Como explica o Times, qualquer mentira nas declarações de rendimentos de um candidato ao Congresso é considerada crime, que pode ser penalizado com uma multa de milhares de dólares e cinco anos de prisão. A isto somam-se as suspeitas pelos gastos avultados de Santos com a sua própria campanha, investindo mais de meio milhão em refeições, alojamento e outros gastos.
O congressista-eleito rejeita que tenha cometido qualquer ilegalidade.
A sugestão de que a campanha Santos fez qualquer despesa de campanha ilegal é irresponsável, no mínimo”, disse o seu advogado, Joe Murray, à CNN.

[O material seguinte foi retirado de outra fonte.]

use serde_json::{Map, Value};

/// One argument of an operator invocation before normalization.
#[derive(Debug, Clone, PartialEq)]
pub enum Argument {
    /// A single operand reference.
    Operand(String),
    /// A list-valued operand reference, e.g. the inputs of `concat`.
    Operands(Vec<String>),
    /// An options bag.
    Options(Map<String, Value>),
    /// A keyed argument as written in a fixture (`{"axis": 1}` or `{"input": "x"}`).
    /// Whether it is an operand reference is decided by the normalizer.
    Keyed(String, Value),
}

/// An operator invocation as recorded by the builder or read from a fixture.
#[derive(Debug, Clone, PartialEq)]
pub struct OperatorNode {
    pub op: String,
    pub arguments: Vec<Argument>,
    pub outputs: Vec<String>,
}

impl OperatorNode {
    pub fn new(op: impl Into<String>) -> Self {
        Self {
            op: op.into(),
            arguments: Vec::new(),
            outputs: Vec::new(),
        }
    }

    pub fn with_arg(mut self, arg: Argument) -> Self {
        self.arguments.push(arg);
        self
    }

    pub fn with_in(self, name: impl Into<String>) -> Self {
        self.with_arg(Argument::Operand(name.into()))
    }

    pub fn with_ins(self, names: Vec<String>) -> Self {
        self.with_arg(Argument::Operands(names))
    }

    pub fn with_options(self, options: Map<String, Value>) -> Self {
        self.with_arg(Argument::Options(options))
    }

    pub fn with_out(mut self, name: impl Into<String>) -> Self {
        self.outputs.push(name.into());
        self
    }

    /// Renames every reference to operand `from`, both as an argument and as an output.
    pub fn rename_operand(&mut self, from: &str, to: &str) {
        for arg in &mut self.arguments {
            match arg {
                Argument::Operand(name) if name == from => *name = to.to_string(),
                Argument::Operands(names) => {
                    for name in names.iter_mut().filter(|name| *name == from) {
                        *name = to.to_string();
                    }
                }
                _ => {}
            }
        }
        for output in self.outputs.iter_mut().filter(|output| *output == from) {
            *output = to.to_string();
        }
    }
}

#[test]
fn test_rename_operand() {
    let mut node = OperatorNode::new("concat")
        .with_ins(vec!["a".into(), "b".into(), "a".into()])
        .with_in("a")
        .with_out("concat_0");
    node.rename_operand("a", "x");
    node.rename_operand("concat_0", "out");
    assert_eq!(
        node.arguments,
        vec![
            Argument::Operands(vec!["x".into(), "b".into(), "x".into()]),
            Argument::Operand("x".into()),
        ]
    );
    assert_eq!(node.outputs, vec!["out".to_string()]);
}
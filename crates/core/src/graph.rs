use std::collections::BTreeMap;

use rustc_hash::FxHashSet;
use serde::{Deserialize, Serialize};
use serde_json::{Map, Value};

use crate::tensor::TensorDescriptor;

pub const GRAPH_FORMAT: &str = "webnn-graph-json";
pub const GRAPH_VERSION: u32 = 2;

/// The canonical graph document shipped to the backend with every request.
///
/// Constants are declared in `inputs` exactly like free inputs and their
/// payload travels with the runtime inputs, so `constants` stays empty.
#[derive(Debug, Clone, PartialEq, Serialize, Deserialize)]
pub struct GraphDocument {
    pub format: String,
    pub version: u32,
    pub inputs: BTreeMap<String, TensorDescriptor>,
    #[serde(default)]
    pub constants: BTreeMap<String, TensorDescriptor>,
    pub nodes: Vec<GraphNode>,
    pub outputs: BTreeMap<String, String>,
}

#[derive(Debug, Clone, PartialEq, Serialize, Deserialize)]
pub struct GraphNode {
    pub id: String,
    pub op: String,
    pub inputs: Vec<String>,
    #[serde(default)]
    pub options: Map<String, Value>,
    pub outputs: Vec<String>,
}

impl Default for GraphDocument {
    fn default() -> Self {
        Self {
            format: GRAPH_FORMAT.to_string(),
            version: GRAPH_VERSION,
            inputs: BTreeMap::new(),
            constants: BTreeMap::new(),
            nodes: Vec::new(),
            outputs: BTreeMap::new(),
        }
    }
}

impl GraphDocument {
    pub fn node_id(index: usize) -> String {
        format!("op_{index}")
    }

    pub fn add_node(&mut self, node: GraphNode) {
        self.nodes.push(node);
    }

    /// Returns the node producing the operand `name`, if any.
    pub fn producer_of(&self, name: &str) -> Option<&GraphNode> {
        self.nodes
            .iter()
            .find(|node| node.outputs.iter().any(|output| output == name))
    }

    pub fn operators(&self) -> FxHashSet<&str> {
        self.nodes.iter().map(|node| node.op.as_str()).collect()
    }

    /// Checks that node ids are exactly `op_0..op_{N-1}` in order.
    pub fn has_canonical_ids(&self) -> bool {
        self.nodes
            .iter()
            .enumerate()
            .all(|(i, node)| node.id == Self::node_id(i))
    }
}

#[test]
fn test_producer_of() {
    let mut doc = GraphDocument::default();
    doc.add_node(GraphNode {
        id: GraphDocument::node_id(0),
        op: "relu".into(),
        inputs: vec!["x".into()],
        options: Map::new(),
        outputs: vec!["y".into()],
    });
    assert_eq!(doc.producer_of("y").map(|n| n.op.as_str()), Some("relu"));
    assert!(doc.producer_of("x").is_none());
    assert!(doc.has_canonical_ids());
    assert!(doc.operators().contains("relu"));
}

O próprio reagiu também, numa entrevista ao New York Post: “Não sou um criminoso — nem aqui, nem no Brasil, nem em qualquer jurisdição do mundo”.
Na mesma entrevista, contudo, George Santos reconheceu várias das mentiras sobre o seu passado, admitindo que nunca trabalhou “diretamente” com o Goldman Sachs e o Citigroup e que nunca se licenciou. “Estou envergonhado e lamento ter floreado o meu currículo”, disse. “Os meus pecados são ter floreado o meu currículo. Lamento.”
Pedidos de demissão até do próprio Partido Republicano
Além das investigações judiciais, as mentiras de Santos podem ter consequências políticas. Apesar de a tomada de posse como representante do Congresso estar marcada para esta terça-feira, várias vozes dentro do Congresso — incluindo dentro do próprio Partido Republicano — já sugeriram que Santos se devia demitir.
Foi o caso do republicano veterano Kevin Brady, que disse que Santos “tem de considerar a demissão” e de Anthony D’Esposito, que pediu a Santos que “siga um caminho de honestidade”. Outro colega do partido, Nick LaLota, pediu uma investigação do Comité de Ética da Câmara dos Representantes.
Alguns congressistas democratas, como Joaquin Castro e Ted Lieu, pediram que Santos fosse expulso da Câmara. Os estatutos preveem essa hipótese se houver uma maioria de dois-terços a favor da expulsão. Mas, ao longo da História, só cinco congressistas foram expulsos.